* WHAT IS REQUIRED *
Please take the records that follow and repeat exactly the lines starting with the line with "missing for arm" and going on through the line with "i64, hand_id: String".
INFORMATION SUPPLIED Block Start
//! Error types for the graspdb core library.
//!
//! Two families live here.  `GraspDbError` covers infrastructure failures
//! (SQLite, JSON, filesystem, configuration files).  `ResolveError` and
//! `ShapeMismatch` are the two tiers of the grasp resolution pipeline: the
//! former aborts a whole request, the latter only drops one grasp record.

use crate::models::ResolveStatus;

/// Top-level error enum for storage, configuration and I/O.
#[derive(Debug, thiserror::Error)]
pub enum GraspDbError {
    #[error("Database error: {0}")]
    Database(String),

    #[error("Configuration error: {0}")]
    Config(String),

    #[error("Frame error: {0}")]
    Frame(#[from] FrameError),

    #[error("IO error: {0}")]
    Io(#[from] std::io::Error),

    #[error("SQLite error: {0}")]
    Sqlite(#[from] rusqlite::Error),

    #[error("JSON error: {0}")]
    Json(#[from] serde_json::Error),
}

pub type GraspDbResult<T> = Result<T, GraspDbError>;

/// Failures reported by a transform provider.
#[derive(Debug, Clone, PartialEq, thiserror::Error)]
pub enum FrameError {
    #[error("unknown frame '{0}'")]
    UnknownFrame(String),

    #[error("no transform path from '{source_frame}' to '{target_frame}'")]
    Unavailable {
        target_frame: String,
        source_frame: String,
    },

    #[error("adding '{child}' under '{parent}' would create a cycle")]
    Cycle { parent: String, child: String },
}

/// Request-fatal failures of the grasp resolution pipeline.
///
/// Messages carry identifiers and counts only; raw catalog error text stays
/// in the logs.
#[derive(Debug, Clone, PartialEq, thiserror::Error)]
pub enum ResolveError {
    #[error("invalid grasp planning request: {reason}")]
    InvalidRequest { reason: String },

    #[error("hand description parameter '{parameter}' missing for arm '{arm_name}'")]
    ConfigurationMissing { arm_name: String, parameter: String },

    #[error("catalog query failed for model {model_id} and hand '{hand_id}'")]
    CatalogUnavailable { model_id: i64, hand_id: String },

    #[error("no transform from '{source_frame}' to '{target_frame}'")]
    TransformUnavailable {
        target_frame: String,
        source_frame: String,
    },
}

impl ResolveError {
    /// Status code reported to the caller for this failure.
    pub fn status(&self) -> ResolveStatus {
        match self {
            ResolveError::InvalidRequest { .. } => ResolveStatus::InvalidRequest,
            ResolveError::ConfigurationMissing { .. } => ResolveStatus::ConfigurationMissing,
            ResolveError::CatalogUnavailable { .. } => ResolveStatus::CatalogUnavailable,
            ResolveError::TransformUnavailable { .. } => ResolveStatus::TransformUnavailable,
        }
    }
}

/// A stored grasp whose joint vectors do not fit the hand it is mapped onto.
///
/// Skips the record; never aborts the request.
#[derive(Debug, Clone, PartialEq, thiserror::Error)]
#[error("{strategy} layout expects {expected}, found {found}")]
pub struct ShapeMismatch {
    pub strategy: &'static str,
    pub expected: String,
    pub found: String,
}

#[cfg(feature = "python")]
mod py_conversions {
    use pyo3::exceptions::{PyIOError, PyRuntimeError, PyValueError};
    use pyo3::PyErr;

    use super::GraspDbError;

    impl From<GraspDbError> for PyErr {
        fn from(err: GraspDbError) -> PyErr {
            match &err {
                GraspDbError::Database(_) | GraspDbError::Sqlite(_) => {
                    PyRuntimeError::new_err(err.to_string())
                }
                GraspDbError::Frame(_) => PyRuntimeError::new_err(err.to_string()),
                GraspDbError::Config(_) => PyValueError::new_err(err.to_string()),
                GraspDbError::Io(_) => PyIOError::new_err(err.to_string()),
                GraspDbError::Json(_) => PyValueError::new_err(err.to_string()),
            }
        }
    }
}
INFORMATION SUPPLIED Block End
* RESULT OF THIS TASK *
    #[error("hand description parameter '{parameter}' missing for arm '{arm_name}'")]
    ConfigurationMissing { arm_name: String, parameter: String },

    #[error("catalog query failed for model {model_id} and hand '{hand_id}'")]
    CatalogUnavailable { model_id: i64, hand_id: String },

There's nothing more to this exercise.